In a phone interview, Krahn spoke with Salon about his long, beautiful relationship with CARE, how he uses social media and how it feels to snuggle a lion cub.
For endless hours of big cat content that will make you cry, visit his YouTube, Twitter and, of course, Vine profiles.
This interview has been lightly edited for length.
How did you come to CARE?
I’m a meteorologist by trade and I ended up getting transferred to Texas for my job. The apartment building that I lived at at the time, it had one of those computer rooms at the front office area. I didn’t have a computer, I didn’t have a laptop at the time, so I would go down there just to fart around, check emails, just whatever. And then there was a girl there. She was checking her MySpace page, back when that was a thing. She had tigers on the background because you were able to festoon and adorn your MySpace pages with really colorful images, and she happened to have tigers on there. I’ve had a thing for tigers ever since I was a little kid, as I was a big fan of Calvin and Hobbes, Tigger from the "Winnie the Pooh" when I was a little guy, so I just decided tigers are my thing.
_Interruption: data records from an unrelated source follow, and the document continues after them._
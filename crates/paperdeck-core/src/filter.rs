//! Substring filtering over title and abstract.

use crate::catalog::PaperRecord;

/// Two independent case-insensitive substring predicates, combined with
/// AND. An empty query string leaves that predicate always-true.
#[derive(Debug, Clone, Default, PartialEq, Eq)]
pub struct FilterQuery {
    pub title: String,
    pub abstract_query: String,
}

impl FilterQuery {
    pub fn new(title: impl Into<String>, abstract_query: impl Into<String>) -> Self {
        Self {
            title: title.into(),
            abstract_query: abstract_query.into(),
        }
    }

    /// Whether both predicates are inactive.
    pub fn is_empty(&self) -> bool {
        self.title.is_empty() && self.abstract_query.is_empty()
    }

    /// Indices of matching records, in original order.
    pub fn apply(&self, records: &[PaperRecord]) -> Vec<usize> {
        records
            .iter()
            .enumerate()
            .filter(|(_, r)| self.matches(r))
            .map(|(i, _)| i)
            .collect()
    }

    fn matches(&self, record: &PaperRecord) -> bool {
        matches_query(&record.title, &self.title)
            && matches_query(&record.abstract_text, &self.abstract_query)
    }
}

/// An empty query matches everything; otherwise the field must contain the
/// query case-insensitively. An empty field never matches an active query.
fn matches_query(field: &str, query: &str) -> bool {
    if query.is_empty() {
        return true;
    }
    field.to_lowercase().contains(&query.to_lowercase())
}

/// First record whose title equals `title` exactly, together with how many
/// records share that title. Callers use the count to flag collisions
/// instead of silently picking one row.
pub fn select_by_title<'a>(
    records: &'a [PaperRecord],
    title: &str,
) -> Option<(&'a PaperRecord, usize)> {
    let count = records.iter().filter(|r| r.title == title).count();
    records
        .iter()
        .find(|r| r.title == title)
        .map(|r| (r, count))
}

#[cfg(test)]
mod tests {
    use super::*;

    fn record(title: &str, abstract_text: &str) -> PaperRecord {
        PaperRecord {
            title: title.to_string(),
            abstract_text: abstract_text.to_string(),
            paper_pdf: String::new(),
            supplemental_pdf: String::new(),
            arxiv_url: None,
            paper_pdf_url: None,
            supplemental_pdf_url: None,
        }
    }

    fn sample() -> Vec<PaperRecord> {
        vec![
            record("Neural Radiance Fields", "novel view synthesis"),
            record("Diffusion Models", "generative image synthesis"),
            record("Graph Networks", "relational reasoning"),
        ]
    }

    #[test]
    fn empty_queries_return_full_set_in_order() {
        let records = sample();
        let indices = FilterQuery::default().apply(&records);
        assert_eq!(indices, vec![0, 1, 2]);
    }

    #[test]
    fn title_query_is_case_insensitive_substring() {
        let records = sample();
        let indices = FilterQuery::new("NEURAL", "").apply(&records);
        assert_eq!(indices, vec![0]);

        let indices = FilterQuery::new("s", "").apply(&records);
        assert_eq!(indices, vec![0, 1, 2]);
    }

    #[test]
    fn queries_intersect() {
        let records = sample();
        let indices = FilterQuery::new("s", "synthesis").apply(&records);
        assert_eq!(indices, vec![0, 1]);

        let indices = FilterQuery::new("Graph", "synthesis").apply(&records);
        assert!(indices.is_empty());
    }

    #[test]
    fn empty_field_never_matches_active_query() {
        let records = vec![record("", "some text")];
        assert!(FilterQuery::new("x", "").apply(&records).is_empty());
        // But an inactive predicate still passes it through.
        assert_eq!(FilterQuery::new("", "text").apply(&records), vec![0]);
    }

    #[test]
    fn select_by_title_reports_collisions() {
        let records = vec![
            record("Same Title", "first"),
            record("Other", "x"),
            record("Same Title", "second"),
        ];
        let (found, count) = select_by_title(&records, "Same Title").unwrap();
        assert_eq!(found.abstract_text, "first");
        assert_eq!(count, 2);

        assert!(select_by_title(&records, "Missing").is_none());
    }
}
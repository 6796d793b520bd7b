use std::path::PathBuf;

use thiserror::Error;

#[derive(Error, Debug)]
pub enum PaperdeckError {
    #[error("Configuration error: {0}")]
    Config(String),

    #[error("CSV source not found: {0}")]
    SourceNotFound(PathBuf),

    #[error("Missing required columns: {}", .0.join(", "))]
    MissingColumns(Vec<String>),

    #[error("CSV parse error: {0}")]
    Csv(#[from] csv::Error),

    #[error("IO error: {0}")]
    Io(#[from] std::io::Error),
}

pub type Result<T> = std::result::Result<T, PaperdeckError>;
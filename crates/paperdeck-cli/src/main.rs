use std::path::PathBuf;

use anyhow::Result;
use clap::Parser;
use tracing_subscriber::EnvFilter;

/// paperdeck — terminal browser for research-paper metadata CSVs.
///
/// Loads a CSV of papers (title, abstract, PDF links, optional arXiv
/// link), filters by substring match on title and abstract, shows an
/// overview table with a per-paper detail view, and exports the selected
/// paper as a Markdown snippet.
#[derive(Parser, Debug)]
#[command(name = "paperdeck", version, about)]
struct Cli {
    /// Path to the CSV source (defaults to the configured data path).
    csv: Option<PathBuf>,

    /// Base URL for resolving relative PDF links (overrides the config).
    #[arg(long)]
    base_url: Option<String>,

    /// Increase logging verbosity (-v, -vv, -vvv).
    #[arg(short, long, action = clap::ArgAction::Count)]
    verbose: u8,
}

#[tokio::main]
async fn main() -> Result<()> {
    let cli = Cli::parse();

    // Set up logging.
    let filter = match cli.verbose {
        0 => "warn",
        1 => "info",
        2 => "debug",
        _ => "trace",
    };
    // Log to a file to avoid corrupting the TUI output. If the log file
    // can't be opened, silently discard logs rather than polluting the
    // alternate screen buffer.
    let log_dir = dirs::cache_dir()
        .unwrap_or_else(|| std::path::PathBuf::from("."))
        .join("paperdeck");
    let _ = std::fs::create_dir_all(&log_dir);
    let log_path = log_dir.join("paperdeck.log");
    let log_file = std::fs::OpenOptions::new()
        .create(true)
        .append(true)
        .open(&log_path);

    match log_file {
        Ok(file) => {
            tracing_subscriber::fmt()
                .with_env_filter(
                    EnvFilter::try_from_default_env().unwrap_or_else(|_| EnvFilter::new(filter)),
                )
                .with_writer(std::sync::Mutex::new(file))
                .with_ansi(false)
                .init();
        }
        Err(_) => {
            // Fallback: discard all logs to avoid TUI corruption.
            tracing_subscriber::fmt()
                .with_env_filter(EnvFilter::new("off"))
                .with_writer(std::io::sink)
                .init();
        }
    }

    // Load config.
    let config = paperdeck_core::PaperdeckConfig::load().unwrap_or_else(|e| {
        eprintln!("Warning: Failed to load config: {}. Using defaults.", e);
        paperdeck_core::PaperdeckConfig::default()
    });

    tracing::info!("Starting paperdeck v{}", env!("CARGO_PKG_VERSION"));

    // CLI arguments override the configured defaults.
    let source_path = cli
        .csv
        .unwrap_or_else(|| PathBuf::from(&config.data_path));
    let base_url = cli.base_url.unwrap_or(config.base_url);

    let mut app = paperdeck_tui::App::new(source_path, base_url);
    app.run().await?;

    tracing::info!("paperdeck exited cleanly");
    Ok(())
}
I saw the tigers on her MySpace page and I said, “Oh, you have a thing for tigers, eh?”... And she says, “Well, yeah. I actually know these tigers.” I thought she was just some girl, like, “Oh, look at the pretty kitties. Look at these pictures that I found on the Internet." She’s like, “No, I actually know these guys.”
And then she starts telling me about CARE and she starts telling me about the facility and how many cats are out there. And she said it’s only about an hour’s drive away from where we are currently. I started getting really wide-eyed and kind of drop-jawed about the whole idea that a place like this existed, and then I started asking: “Is there any way I can be a part of this kind of place?” She said, “Yeah, we’re always looking for new volunteers. In fact, I’m actually gonna be going there this weekend.” I didn’t even know this girl and I’m like, “Can I go with you? Please? Can I go? I’ll drive, my gas, it’s fine. I just want to go.” And she’s like, “Yeah, yeah, yeah!” So, we went, and I got to meet a bunch of kitties, and I immediately fell in love. It was an amazing experience, like, “Oh my gosh, this is so fun!” And of course I didn’t get to do all the cool things that I get to do now, but I got to be close to these animals that I’ve loved my whole life. Just to simply have them come up to the fence and say hi, it was magical!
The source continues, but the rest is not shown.